Departamento de Ecología y Biología Animal, Facultad de Ciencias del Mar, Universidad de Vigo, Campus Lagoas Marcosende s/n, 36310 Vigo, Spain; Centro de Investigación Mariña, Universidad de Vigo (CIM-UVigo), Illa de Toralla s/n, 36331 Vigo, Spain; Departamento de Ecología, Universidad de Granada, Campus Fuentenueva s/n, 18071 Granada, Spain.
Departamento de Ecología, Universidad de Granada, Campus Fuentenueva s/n, 18071 Granada, Spain; Instituto Universitario de Investigación del Agua, C/Ramón y Cajal, n 4, 18071 Granada, Spain.
Sci Total Environ. 2022 Apr 10;816:151491. doi: 10.1016/j.scitotenv.2021.151491. Epub 2021 Nov 6.
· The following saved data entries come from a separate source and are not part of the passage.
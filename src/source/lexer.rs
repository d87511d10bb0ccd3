//! Comment Lexer: one state machine for every supported language
//!
//! Walks source lines character by character, tracking whether it is in
//! code, a block comment, a string/char literal, a multi-line text block or
//! markup outside embedded code tags (PHP templates). Produces:
//!
//! - **comment lines**: comment-only text with line/column provenance.
//!   Decorative `*` at the start of block comment continuation lines is
//!   stripped. Comment markers inside literals are never treated as
//!   comments.
//! - **masked lines**: the source with comment text, literal interiors
//!   and markup replaced by spaces of the same byte length. Reference extractors
//!   search this view so directives quoted in comments or strings are
//!   ignored, while byte offsets stay valid against the original line.
//! - **diagnostics**: unterminated literals and comments.

use crate::source::CommentLine;
use serde::{Deserialize, Serialize};
use std::fmt;

// ─── Syntax ─────────────────────────────────────────────────────────

/// Comment and literal syntax of a language
#[derive(Debug, Clone)]
pub struct LexSyntax {
    /// Markers opening a comment that runs to end of line
    pub line_comments: &'static [&'static str],
    /// Tokens that end a line comment early (PHP `?>`)
    pub line_comment_terminators: &'static [&'static str],
    /// Block comment delimiters
    pub block_comment: Option<(&'static str, &'static str)>,
    /// Quotes opening a string literal
    pub string_quotes: &'static [char],
    /// Quote opening a character literal
    pub char_quote: Option<char>,
    pub escape: char,
    /// String literals may continue on the next line
    pub multiline_strings: bool,
    /// Delimiter of multi-line text blocks (Java `"""`), checked before
    /// `string_quotes`
    pub text_block: Option<&'static str>,
    /// Open tags and close tag of embedded code. When set, a file starts
    /// in markup and only text between the tags is lexed as code.
    pub embedded_code: Option<(&'static [&'static str], &'static str)>,
    /// Preprocessor directive whose `<...>` operand is a header name, not
    /// code (C `include`)
    pub header_name_directive: Option<&'static str>,
}

impl LexSyntax {
    fn line_comment_end(&self, line: &str, from: usize) -> usize {
        self.line_comment_terminators
            .iter()
            .filter_map(|t| line[from..].find(t).map(|p| from + p))
            .min()
            .unwrap_or(line.len())
    }

    /// Earliest open tag in `rest` as (offset, tag length); the longest
    /// tag wins at equal offsets
    fn next_open_tag(&self, rest: &str) -> Option<(usize, usize)> {
        let (open_tags, _) = self.embedded_code?;
        open_tags
            .iter()
            .filter_map(|tag| rest.find(tag).map(|p| (p, tag.len())))
            .min_by(|a, b| a.0.cmp(&b.0).then(b.1.cmp(&a.1)))
    }

    fn close_tag(&self) -> Option<&'static str> {
        self.embedded_code.map(|(_, close)| close)
    }

    /// Does `line[..at]` spell the header-name directive (`#include`)?
    fn opens_header_name(&self, line: &str, at: usize) -> bool {
        let Some(directive) = self.header_name_directive else {
            return false;
        };
        line[..at]
            .trim()
            .strip_prefix('#')
            .is_some_and(|rest| rest.trim_start() == directive)
    }
}

// ─── Output ─────────────────────────────────────────────────────────

/// A recoverable lexing problem; the file is still analyzed
#[derive(Debug, Clone, PartialEq, Eq, Serialize, Deserialize)]
pub struct LexDiagnostic {
    pub line: usize,
    pub message: String,
}

impl fmt::Display for LexDiagnostic {
    fn fmt(&self, f: &mut fmt::Formatter<'_>) -> fmt::Result {
        write!(f, "line {}: {}", self.line + 1, self.message)
    }
}

#[derive(Debug, Clone, Default)]
pub struct LexedSource {
    pub comments: Vec<CommentLine>,
    /// One entry per input line, same byte lengths as the input
    pub masked: Vec<String>,
    pub diagnostics: Vec<LexDiagnostic>,
}

// ─── State Machine ──────────────────────────────────────────────────

#[derive(Debug, Clone, Copy, PartialEq, Eq)]
enum State {
    Markup,
    Code,
    BlockComment { opened: usize, first_line: bool },
    Literal { quote: char, is_char: bool, opened: usize },
    TextBlock { opened: usize },
}

#[derive(Debug, Clone, Copy, PartialEq, Eq)]
enum Segment {
    Line,
    BlockOpening,
    BlockContinuation,
}

/// Lex `lines` with the given syntax
pub fn lex(lines: &[String], syntax: &LexSyntax) -> LexedSource {
    let mut lexed = LexedSource::default();
    let mut state = if syntax.embedded_code.is_some() {
        State::Markup
    } else {
        State::Code
    };

    for (line_no, line) in lines.iter().enumerate() {
        let mut masked = line.as_bytes().to_vec();
        let mut i = 0;
        // Byte offset where the open comment/literal starts on this line
        let mut span_from = 0;

        while i < line.len() {
            let rest = &line[i..];
            let Some(ch) = rest.chars().next() else { break };

            match state {
                State::Markup => match syntax.next_open_tag(rest) {
                    Some((offset, len)) => {
                        blank(&mut masked, i, i + offset + len);
                        i += offset + len;
                        state = State::Code;
                    }
                    None => {
                        blank(&mut masked, i, line.len());
                        i = line.len();
                    }
                },
                State::Code => {
                    let block_open = syntax
                        .block_comment
                        .map(|(open, _)| open)
                        .filter(|open| rest.starts_with(open));
                    if let Some(open) = block_open {
                        state = State::BlockComment {
                            opened: line_no,
                            first_line: true,
                        };
                        span_from = i;
                        i += open.len();
                    } else if let Some(marker) =
                        syntax.line_comments.iter().find(|m| rest.starts_with(**m))
                    {
                        let start = i + marker.len();
                        let end = syntax.line_comment_end(line, start);
                        lexed.push_comment(line, line_no, start, end, Segment::Line);
                        blank(&mut masked, i, end);
                        i = end;
                        if end < line.len() {
                            // Terminator (`?>`) is code again
                            continue;
                        }
                    } else if let Some(close) =
                        syntax.close_tag().filter(|close| rest.starts_with(close))
                    {
                        state = State::Markup;
                        i += close.len();
                    } else if let Some(delim) =
                        syntax.text_block.filter(|delim| rest.starts_with(delim))
                    {
                        state = State::TextBlock { opened: line_no };
                        i += delim.len();
                        span_from = i;
                    } else if ch == '<' && syntax.opens_header_name(line, i) {
                        i = rest.find('>').map_or(line.len(), |p| i + p + 1);
                    } else if syntax.string_quotes.contains(&ch) {
                        state = State::Literal {
                            quote: ch,
                            is_char: false,
                            opened: line_no,
                        };
                        i += ch.len_utf8();
                        span_from = i;
                    } else if syntax.char_quote == Some(ch) {
                        state = State::Literal {
                            quote: ch,
                            is_char: true,
                            opened: line_no,
                        };
                        i += ch.len_utf8();
                        span_from = i;
                    } else {
                        i += ch.len_utf8();
                    }
                }
                State::BlockComment { opened, first_line } => {
                    let close = syntax.block_comment.map(|(_, close)| close).unwrap_or("*/");
                    let segment = if first_line {
                        Segment::BlockOpening
                    } else {
                        Segment::BlockContinuation
                    };
                    match rest.find(close) {
                        Some(offset) => {
                            let end = i + offset;
                            if !line[i..end].trim().is_empty() {
                                lexed.push_comment(line, line_no, i, end, segment);
                            }
                            blank(&mut masked, span_from, end + close.len());
                            i = end + close.len();
                            state = State::Code;
                        }
                        None => {
                            if segment == Segment::BlockContinuation
                                || !line[i..].trim().is_empty()
                            {
                                lexed.push_comment(line, line_no, i, line.len(), segment);
                            }
                            blank(&mut masked, span_from, line.len());
                            i = line.len();
                            state = State::BlockComment {
                                opened,
                                first_line: false,
                            };
                        }
                    }
                }
                State::Literal { quote, .. } => {
                    if ch == syntax.escape {
                        i += ch.len_utf8();
                        if let Some(next) = line[i..].chars().next() {
                            i += next.len_utf8();
                        }
                    } else if ch == quote {
                        blank(&mut masked, span_from, i);
                        i += ch.len_utf8();
                        state = State::Code;
                    } else {
                        i += ch.len_utf8();
                    }
                }
                State::TextBlock { .. } => {
                    let delim = syntax.text_block.unwrap_or("\"\"\"");
                    if ch == syntax.escape {
                        i += ch.len_utf8();
                        if let Some(next) = line[i..].chars().next() {
                            i += next.len_utf8();
                        }
                    } else if rest.starts_with(delim) {
                        blank(&mut masked, span_from, i);
                        i += delim.len();
                        state = State::Code;
                    } else {
                        i += ch.len_utf8();
                    }
                }
            }
        }

        // End of line
        match state {
            State::BlockComment { opened, .. } => {
                state = State::BlockComment {
                    opened,
                    first_line: false,
                };
            }
            State::Literal { is_char, opened, .. } => {
                blank(&mut masked, span_from, line.len());
                if is_char || !syntax.multiline_strings {
                    let what = if is_char { "character" } else { "string" };
                    lexed.diagnostics.push(LexDiagnostic {
                        line: opened,
                        message: format!("unterminated {} literal", what),
                    });
                    state = State::Code;
                }
            }
            State::TextBlock { .. } => blank(&mut masked, span_from, line.len()),
            State::Markup | State::Code => {}
        }

        lexed.masked.push(
            String::from_utf8(masked)
                .unwrap_or_else(|e| String::from_utf8_lossy(e.as_bytes()).into_owned()),
        );
    }

    match state {
        State::BlockComment { opened, .. } => lexed.diagnostics.push(LexDiagnostic {
            line: opened,
            message: "unterminated block comment at end of file".to_string(),
        }),
        State::Literal { opened, .. } => lexed.diagnostics.push(LexDiagnostic {
            line: opened,
            message: "unterminated string literal at end of file".to_string(),
        }),
        State::TextBlock { opened } => lexed.diagnostics.push(LexDiagnostic {
            line: opened,
            message: "unterminated text block at end of file".to_string(),
        }),
        State::Markup | State::Code => {}
    }

    lexed
}

impl LexedSource {
    /// Record `line[start..end]` as comment text after stripping
    /// whitespace and `*` decoration
    fn push_comment(&mut self, line: &str, line_no: usize, start: usize, end: usize, segment: Segment) {
        let mut from = start;
        let skip_ws = |from: usize| end - line[from..end].trim_start().len();

        match segment {
            Segment::Line => from = skip_ws(from),
            Segment::BlockOpening => {
                let stripped = line[from..end].trim_start_matches('*');
                from = skip_ws(end - stripped.len());
            }
            Segment::BlockContinuation => {
                from = skip_ws(from);
                if line[from..end].starts_with('*') {
                    from = skip_ws(from + 1);
                }
            }
        }

        let text = line[from..end].trim_end();
        if text.is_empty() && segment != Segment::BlockContinuation {
            return;
        }
        self.comments.push(CommentLine::new(text, line_no, from));
    }

    /// Comment text only, in line order
    pub fn comment_texts(&self) -> Vec<&str> {
        self.comments.iter().map(|c| c.text.as_str()).collect()
    }
}

/// Replace bytes in `from..to` with spaces. Both bounds are char
/// boundaries, so the buffer stays valid UTF-8.
fn blank(buf: &mut [u8], from: usize, to: usize) {
    let to = to.min(buf.len());
    if from < to {
        buf[from..to].fill(b' ');
    }
}

// ─── Tests ──────────────────────────────────────────────────────────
Multiple drivers are threatening the functioning of the microbial food webs and trophic interactions. Our understanding about how temperature, CO, nutrient inputs, and solar ultraviolet radiation (UVR) availability interact to alter ecosystem functioning is scarce because research has focused on single and double interactions. Moreover, the role that the degree of in situ nutrient limitation could play in the outcome of these interactions has been largely neglected, despite it is predominant in marine ecosystems. We address these uncertainties by combining remote-sensing analyses, and a collapsed experimental design with natural microbial communities from Mediterranean Sea and Atlantic Ocean exposed to temperature, nutrients, CO, and UVR interactions. At the decade scale, we found that more intense and frequent (and longer lasting) Saharan dust inputs (and marine heatwaves) were only coupled with reduced phytoplankton biomass production. When microbial communities were concurrently exposed to future temperature, CO, nutrient, and UVR conditions (i.e. the drivers studied over long-term scales), we found shifts from net autotrophy [primary production:respiration (PP:R) ratio > 1] towards a metabolic equilibrium (PP:R ratio ~ 1) or even a net heterotrophy (PP:R ratio < 1), as P-limitation degree was higher (i.e. Atlantic Ocean). These changes in the metabolic balance were coupled with a weakened phytoplankton-bacteria interaction (i.e. bacterial carbon demand exceeded phytoplankton carbon supply. Our work reveals that an accentuated in situ P limitation may promote reductions both in carbon uptake and fluxes between trophic levels in microbial plankton communities under global-change conditions. We show that considering long-term series can aid in identifying major local environmental drivers (i.e. temperature and nutrients in our case), easing the design of future global-change studies, but also that the abiotic environment to which microbial plankton communities are acclimated should be taken into account to avoid biased predictions concerning the effects of multiple interacting global-change drivers on marine ecosystems.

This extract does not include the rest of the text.